Sull’autore del romanzo non vi sono informazioni se non quanto
riportato nella dedica allo zio Ciccillo e per via di questa ho chiesto alla
zia Amalia: “lo si vedeva spesso, a Polsi”,
la risposta. Ecco che un minimo di biografia dobbiamo ricavarla dalla lettura
del testo.
Nativo di un paese posto nel litorale ionico tra Reggio e Bovalino o
forse di uno di quelli collinari, che su quel mare antico si affacciano, ebbe
modo di studiare all’Università di Messina provenendo da una famiglia con
qualche possedimento.
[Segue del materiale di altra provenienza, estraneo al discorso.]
use crate::aliases::{GoalColumn, MeasurementColumn, GOAL_FIELDS, MEASUREMENT_FIELDS};
use crate::models::{Goal, GoalStatus, MeasurementSnapshot, RawRecord};

/// Typed rows extracted from a table, plus how many linked rows could not be
/// typed.
#[derive(Debug, Clone, PartialEq)]
pub struct Mapped<T> {
    pub items: Vec<T>,
    pub skipped: usize,
}

pub fn measurements_for(records: &[RawRecord], student_id: &str) -> Mapped<MeasurementSnapshot> {
    map_linked(records, |record| {
        MEASUREMENT_FIELDS
            .links_to(record, MeasurementColumn::Student, student_id)
            .then(|| measurement_from_record(record, student_id))
    })
}

pub fn goals_for(records: &[RawRecord], student_id: &str) -> Mapped<Goal> {
    map_linked(records, |record| {
        GOAL_FIELDS
            .links_to(record, GoalColumn::Student, student_id)
            .then(|| goal_from_record(record, student_id))
    })
}

fn map_linked<T>(records: &[RawRecord], map: impl Fn(&RawRecord) -> Option<Option<T>>) -> Mapped<T> {
    let mut items = Vec::new();
    let mut skipped = 0usize;

    for record in records {
        match map(record) {
            Some(Some(item)) => items.push(item),
            Some(None) => skipped += 1,
            None => {}
        }
    }

    Mapped { items, skipped }
}

/// Date and weight are required; every other reading is optional.
pub fn measurement_from_record(record: &RawRecord, student_id: &str) -> Option<MeasurementSnapshot> {
    use MeasurementColumn as C;
    let number = |column| MEASUREMENT_FIELDS.number(record, column);

    let date = MEASUREMENT_FIELDS.date(record, C::Date)?;
    let weight = number(C::Weight)?;

    Some(MeasurementSnapshot {
        height: number(C::Height),
        body_fat: number(C::BodyFat),
        muscle_percentage: number(C::Muscle),
        water: number(C::Water),
        visceral_fat: number(C::VisceralFat),
        thigh_left: number(C::ThighLeft),
        thigh_right: number(C::ThighRight),
        hip: number(C::Hip),
        waist: number(C::Waist),
        chest: number(C::Chest),
        arm_left: number(C::ArmLeft),
        arm_right: number(C::ArmRight),
        weight_lost: number(C::WeightLost),
        weight_remaining: number(C::WeightRemaining),
        initial_weight: number(C::InitialWeight),
        target_weight: number(C::TargetWeight),
        ..MeasurementSnapshot::new(record.id.clone(), student_id, date, weight)
    })
}

pub fn goal_from_record(record: &RawRecord, student_id: &str) -> Option<Goal> {
    use GoalColumn as C;
    let number = |column| GOAL_FIELDS.number(record, column);

    let description = GOAL_FIELDS.text(record, C::Description)?;
    let status = GOAL_FIELDS
        .text(record, C::Status)
        .and_then(|label| GoalStatus::from_label(&label))
        .unwrap_or(GoalStatus::Pending);

    Some(Goal {
        id: record.id.clone(),
        student_id: student_id.to_string(),
        description,
        target_date: GOAL_FIELDS.date(record, C::TargetDate),
        status,
        initial_weight: number(C::InitialWeight),
        target_weight: number(C::TargetWeight),
        current_weight: number(C::CurrentWeight),
        weight_remaining: number(C::WeightRemaining),
        progress_percentage: number(C::Progress),
    })
}

#[cfg(test)]
mod tests {
    use super::*;
    use chrono::NaiveDate;
    use serde_json::json;

    #[test]
    fn keeps_only_rows_linked_to_the_student() {
        let records = vec![
            RawRecord::new("m1")
                .with_field("Élève", json!(["recA"]))
                .with_field("Date", "2025-01-10")
                .with_field("Poids", 81.2)
                .with_field("Tour de Taille", 92),
            RawRecord::new("m2")
                .with_field("Élève", json!(["recB"]))
                .with_field("Date", "2025-01-11")
                .with_field("Poids", 64.0),
            RawRecord::new("m3")
                .with_field("studentId", "recA")
                .with_field("date", "2025-02-10")
                .with_field("weight", "80,4"),
        ];

        let mapped = measurements_for(&records, "recA");
        assert_eq!(mapped.skipped, 0);
        let ids: Vec<&str> = mapped.items.iter().map(|m| m.id.as_str()).collect();
        assert_eq!(ids, vec!["m1", "m3"]);
        assert_eq!(mapped.items[0].waist, Some(92.0));
        assert_eq!(mapped.items[0].body_fat, None);
        assert_eq!(mapped.items[1].weight, 80.4);
        assert_eq!(mapped.items[1].date, NaiveDate::from_ymd_opt(2025, 2, 10).unwrap());
    }

    #[test]
    fn rows_without_date_or_weight_are_skipped() {
        let records = vec![
            RawRecord::new("m1").with_field("Élève", "recA").with_field("Poids", 80),
            RawRecord::new("m2").with_field("Élève", "recA").with_field("Date", "2025-01-01"),
        ];
        let mapped = measurements_for(&records, "recA");
        assert!(mapped.items.is_empty());
        assert_eq!(mapped.skipped, 2);
    }

    #[test]
    fn maps_goal_status_labels() {
        let records = vec![
            RawRecord::new("g1")
                .with_field("Élève", json!(["recA"]))
                .with_field("Description", "Courir 10 km")
                .with_field("Statut", "Atteint"),
            RawRecord::new("g2")
                .with_field("Élève", json!(["recA"]))
                .with_field("Description", "Dormir 8h")
                .with_field("Statut", "in-progress"),
            RawRecord::new("g3")
                .with_field("Élève", json!(["recA"]))
                .with_field("Description", "Boire 2L"),
        ];
        let goals = goals_for(&records, "recA").items;
        let statuses: Vec<GoalStatus> = goals.iter().map(|g| g.status).collect();
        assert_eq!(
            statuses,
            vec![GoalStatus::Achieved, GoalStatus::InProgress, GoalStatus::Pending]
        );
    }
}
Forse si laureò … Il resto … scopritelo da soli se riuscite
ad impossessarvi dell’unica copia in vendita sulla borsa nera eBai, anche quella con dedica.
Roberto il protagonista de Il
ponte sullo Stretto è un’anima in pena. La sua è una ricerca della bellezza
e dell’amore in un periodo che sembra rigettarle. Per non annoiarvi, e senza
nessuna competenza, sarò breve, dopo questa lunga presentazione, attenendomi
soltanto ai tempi ed ai luoghi del romanzo.
Stefano D’Arrigo situerà le gesta del suo Orcaferone proprio in quel lembo di mare descritto dapprima da
Renzo Pettè, sebbene spostandole verso il Golfo dell’Aria, mentre il nostro fa
agire i suoi personaggi fra il Capo d’Armi e la foce del Bonamico, in quel
lembo di costa razziato dapprima dai saracini e successivamente dal corsaro dei
corsari: Ruggero di Lauria. A corollario anche una parte aspromontana che si
estende da Gambarie, Montaldo e attraverso il Sanatorio giunge a Polsi.
La scrittura non ha niente a che vedere con le stelle della calabra letteratura
sebbene qualche passo polsiano possa far pensare a Francesco Perri – a questo
proposito posso dirvi che il Pettè non lo conoscevano neanche quanti,
sotto la spinta di don Giosofattino Trimboli, si radunarono, nel settembre
1988, a discutere su: S. Maria di Polsi
storia e pietà popolare -. Francis Scott Fitzgerald (Roberto è un
controtipo del Grande Gatsby),
Hammett, Chandler, Dos Passos, Ernest Hemingway sono i nomi che mi sorgevano in
mente mentre leggevo; autori che ai nostri odierni conterranei delle belle lettere non hanno mai ispirato un rigo; scrittori, questi citati che avevano
rinnovato la letteratura influenzati dal cinema e da William Faulkner.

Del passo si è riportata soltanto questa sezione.